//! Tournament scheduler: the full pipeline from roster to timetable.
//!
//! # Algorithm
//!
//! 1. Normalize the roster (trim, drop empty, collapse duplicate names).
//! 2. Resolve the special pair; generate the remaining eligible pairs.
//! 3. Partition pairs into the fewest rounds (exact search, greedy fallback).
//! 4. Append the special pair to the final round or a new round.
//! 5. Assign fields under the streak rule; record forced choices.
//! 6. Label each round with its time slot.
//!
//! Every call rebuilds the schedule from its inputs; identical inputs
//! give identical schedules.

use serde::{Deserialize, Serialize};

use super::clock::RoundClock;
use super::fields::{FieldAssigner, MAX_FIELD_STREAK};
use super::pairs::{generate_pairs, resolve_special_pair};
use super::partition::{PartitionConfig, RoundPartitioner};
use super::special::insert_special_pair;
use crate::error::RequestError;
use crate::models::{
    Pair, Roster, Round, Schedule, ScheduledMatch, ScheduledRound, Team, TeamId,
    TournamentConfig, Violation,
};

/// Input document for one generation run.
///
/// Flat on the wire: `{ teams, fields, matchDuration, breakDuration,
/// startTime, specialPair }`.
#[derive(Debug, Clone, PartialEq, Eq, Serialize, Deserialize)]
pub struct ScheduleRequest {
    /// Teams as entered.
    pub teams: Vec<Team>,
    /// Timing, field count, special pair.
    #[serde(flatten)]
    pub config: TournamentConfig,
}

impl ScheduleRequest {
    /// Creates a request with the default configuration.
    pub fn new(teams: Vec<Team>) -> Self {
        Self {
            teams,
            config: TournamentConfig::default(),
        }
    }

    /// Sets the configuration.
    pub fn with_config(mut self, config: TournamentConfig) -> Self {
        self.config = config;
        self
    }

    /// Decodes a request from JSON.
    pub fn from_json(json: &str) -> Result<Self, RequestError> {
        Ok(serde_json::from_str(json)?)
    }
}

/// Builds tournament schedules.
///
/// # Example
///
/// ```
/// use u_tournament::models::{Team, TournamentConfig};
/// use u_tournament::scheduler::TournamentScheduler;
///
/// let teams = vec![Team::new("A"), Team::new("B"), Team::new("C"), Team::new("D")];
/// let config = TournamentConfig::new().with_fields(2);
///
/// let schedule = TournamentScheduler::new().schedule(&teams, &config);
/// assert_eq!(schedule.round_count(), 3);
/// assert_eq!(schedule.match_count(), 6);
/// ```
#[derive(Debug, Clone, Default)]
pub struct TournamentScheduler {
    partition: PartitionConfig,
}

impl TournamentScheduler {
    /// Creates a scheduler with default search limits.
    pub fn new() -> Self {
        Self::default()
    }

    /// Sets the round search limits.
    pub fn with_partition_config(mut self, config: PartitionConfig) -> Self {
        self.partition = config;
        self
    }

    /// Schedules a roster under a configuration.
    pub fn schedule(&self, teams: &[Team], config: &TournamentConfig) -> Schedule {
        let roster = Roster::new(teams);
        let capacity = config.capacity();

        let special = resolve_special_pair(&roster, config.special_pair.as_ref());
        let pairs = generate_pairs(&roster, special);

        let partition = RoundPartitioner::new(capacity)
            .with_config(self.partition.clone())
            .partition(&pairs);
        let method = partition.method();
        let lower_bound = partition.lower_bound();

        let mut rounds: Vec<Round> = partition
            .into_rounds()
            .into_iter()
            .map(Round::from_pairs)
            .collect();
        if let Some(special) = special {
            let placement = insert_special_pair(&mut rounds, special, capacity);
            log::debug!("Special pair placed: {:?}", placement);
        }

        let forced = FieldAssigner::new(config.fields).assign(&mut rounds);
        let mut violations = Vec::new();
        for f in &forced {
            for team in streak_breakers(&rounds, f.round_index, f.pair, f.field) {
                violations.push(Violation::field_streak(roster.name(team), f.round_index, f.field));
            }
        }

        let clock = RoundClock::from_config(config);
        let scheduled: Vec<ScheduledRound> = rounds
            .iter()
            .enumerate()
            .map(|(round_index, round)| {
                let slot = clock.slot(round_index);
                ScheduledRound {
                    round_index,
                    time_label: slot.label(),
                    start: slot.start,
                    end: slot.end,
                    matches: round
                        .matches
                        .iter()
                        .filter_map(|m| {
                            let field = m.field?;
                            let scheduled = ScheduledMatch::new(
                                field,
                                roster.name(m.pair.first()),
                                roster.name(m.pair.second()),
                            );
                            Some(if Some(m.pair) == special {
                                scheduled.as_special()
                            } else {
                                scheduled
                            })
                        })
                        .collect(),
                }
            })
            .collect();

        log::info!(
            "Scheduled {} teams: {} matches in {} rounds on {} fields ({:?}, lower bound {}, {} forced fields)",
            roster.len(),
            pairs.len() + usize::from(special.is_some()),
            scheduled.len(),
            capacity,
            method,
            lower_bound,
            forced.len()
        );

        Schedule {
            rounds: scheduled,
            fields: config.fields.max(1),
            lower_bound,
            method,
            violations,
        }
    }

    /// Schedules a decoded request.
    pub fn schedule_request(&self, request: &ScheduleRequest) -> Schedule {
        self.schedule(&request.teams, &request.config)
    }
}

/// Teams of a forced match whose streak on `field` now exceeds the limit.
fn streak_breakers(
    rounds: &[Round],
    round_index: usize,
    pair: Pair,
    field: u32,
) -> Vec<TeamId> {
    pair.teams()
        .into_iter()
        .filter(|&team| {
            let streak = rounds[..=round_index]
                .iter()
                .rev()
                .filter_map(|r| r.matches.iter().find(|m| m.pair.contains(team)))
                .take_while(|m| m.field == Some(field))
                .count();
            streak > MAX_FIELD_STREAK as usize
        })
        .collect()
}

☆ ☆ ☆ ☆

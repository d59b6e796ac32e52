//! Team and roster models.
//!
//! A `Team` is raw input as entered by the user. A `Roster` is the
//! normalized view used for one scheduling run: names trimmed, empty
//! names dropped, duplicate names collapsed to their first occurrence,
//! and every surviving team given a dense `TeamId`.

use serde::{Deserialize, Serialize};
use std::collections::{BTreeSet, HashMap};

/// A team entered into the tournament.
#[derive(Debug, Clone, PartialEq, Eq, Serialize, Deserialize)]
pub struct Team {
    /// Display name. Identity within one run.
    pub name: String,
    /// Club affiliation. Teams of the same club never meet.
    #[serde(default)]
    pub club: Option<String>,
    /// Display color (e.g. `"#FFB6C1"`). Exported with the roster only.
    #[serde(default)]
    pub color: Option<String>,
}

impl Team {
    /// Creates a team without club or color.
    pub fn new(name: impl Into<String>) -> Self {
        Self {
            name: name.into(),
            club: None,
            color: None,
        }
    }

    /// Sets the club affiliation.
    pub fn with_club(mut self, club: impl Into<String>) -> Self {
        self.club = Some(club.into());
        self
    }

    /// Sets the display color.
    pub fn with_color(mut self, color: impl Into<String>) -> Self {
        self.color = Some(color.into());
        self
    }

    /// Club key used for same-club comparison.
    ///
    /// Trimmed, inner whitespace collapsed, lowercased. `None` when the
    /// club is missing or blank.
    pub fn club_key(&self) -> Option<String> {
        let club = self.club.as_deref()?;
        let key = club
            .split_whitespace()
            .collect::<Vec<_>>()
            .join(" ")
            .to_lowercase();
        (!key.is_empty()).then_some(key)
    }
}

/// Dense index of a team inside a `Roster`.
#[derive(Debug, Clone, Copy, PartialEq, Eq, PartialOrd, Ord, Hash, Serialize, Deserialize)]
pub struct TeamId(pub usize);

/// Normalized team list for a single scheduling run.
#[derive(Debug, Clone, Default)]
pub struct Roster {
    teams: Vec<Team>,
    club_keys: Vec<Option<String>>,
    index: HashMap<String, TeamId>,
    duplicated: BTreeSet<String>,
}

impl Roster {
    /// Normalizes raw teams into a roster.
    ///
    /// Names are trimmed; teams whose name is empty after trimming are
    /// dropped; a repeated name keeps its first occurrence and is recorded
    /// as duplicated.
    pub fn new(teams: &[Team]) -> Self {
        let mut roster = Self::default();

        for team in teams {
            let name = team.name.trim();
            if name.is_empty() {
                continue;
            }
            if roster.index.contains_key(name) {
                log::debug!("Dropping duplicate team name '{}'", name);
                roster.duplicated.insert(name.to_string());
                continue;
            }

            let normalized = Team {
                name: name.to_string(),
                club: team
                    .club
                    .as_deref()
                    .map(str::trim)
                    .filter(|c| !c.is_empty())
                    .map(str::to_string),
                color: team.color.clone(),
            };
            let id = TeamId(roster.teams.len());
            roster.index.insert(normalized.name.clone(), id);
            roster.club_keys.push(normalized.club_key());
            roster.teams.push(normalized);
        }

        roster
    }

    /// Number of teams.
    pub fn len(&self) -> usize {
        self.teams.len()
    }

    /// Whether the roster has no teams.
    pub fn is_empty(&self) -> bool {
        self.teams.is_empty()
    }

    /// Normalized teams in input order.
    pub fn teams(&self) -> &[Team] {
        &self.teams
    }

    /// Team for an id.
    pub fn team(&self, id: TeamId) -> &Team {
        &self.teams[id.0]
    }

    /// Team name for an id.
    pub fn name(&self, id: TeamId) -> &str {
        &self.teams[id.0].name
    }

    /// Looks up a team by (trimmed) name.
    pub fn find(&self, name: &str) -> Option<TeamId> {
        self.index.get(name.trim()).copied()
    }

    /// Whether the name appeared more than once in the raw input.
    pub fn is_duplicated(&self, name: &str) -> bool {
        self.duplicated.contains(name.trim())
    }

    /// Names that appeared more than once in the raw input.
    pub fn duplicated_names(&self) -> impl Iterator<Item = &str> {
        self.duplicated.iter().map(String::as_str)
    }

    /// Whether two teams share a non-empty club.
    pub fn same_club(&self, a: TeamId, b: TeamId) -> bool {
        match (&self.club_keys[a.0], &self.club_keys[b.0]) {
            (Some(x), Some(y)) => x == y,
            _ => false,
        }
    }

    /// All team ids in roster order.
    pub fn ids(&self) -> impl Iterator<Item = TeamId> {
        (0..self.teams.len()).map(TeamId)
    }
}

☆ ☆ ☆ ☆

WORK ORDER:
In the data above, find the line with "in input order." and the line with "match (&self.club_keys[a.0], &self.club_keys[b.0])". Retype both, plus every line between them, exactly.

YOUR SOLUTION:
    /// Normalized teams in input order.
    pub fn teams(&self) -> &[Team] {
        &self.teams
    }

    /// Team for an id.
    pub fn team(&self, id: TeamId) -> &Team {
        &self.teams[id.0]
    }

    /// Team name for an id.
    pub fn name(&self, id: TeamId) -> &str {
        &self.teams[id.0].name
    }

    /// Looks up a team by (trimmed) name.
    pub fn find(&self, name: &str) -> Option<TeamId> {
        self.index.get(name.trim()).copied()
    }

    /// Whether the name appeared more than once in the raw input.
    pub fn is_duplicated(&self, name: &str) -> bool {
        self.duplicated.contains(name.trim())
    }

    /// Names that appeared more than once in the raw input.
    pub fn duplicated_names(&self) -> impl Iterator<Item = &str> {
        self.duplicated.iter().map(String::as_str)
    }

    /// Whether two teams share a non-empty club.
    pub fn same_club(&self, a: TeamId, b: TeamId) -> bool {
        match (&self.club_keys[a.0], &self.club_keys[b.0]) {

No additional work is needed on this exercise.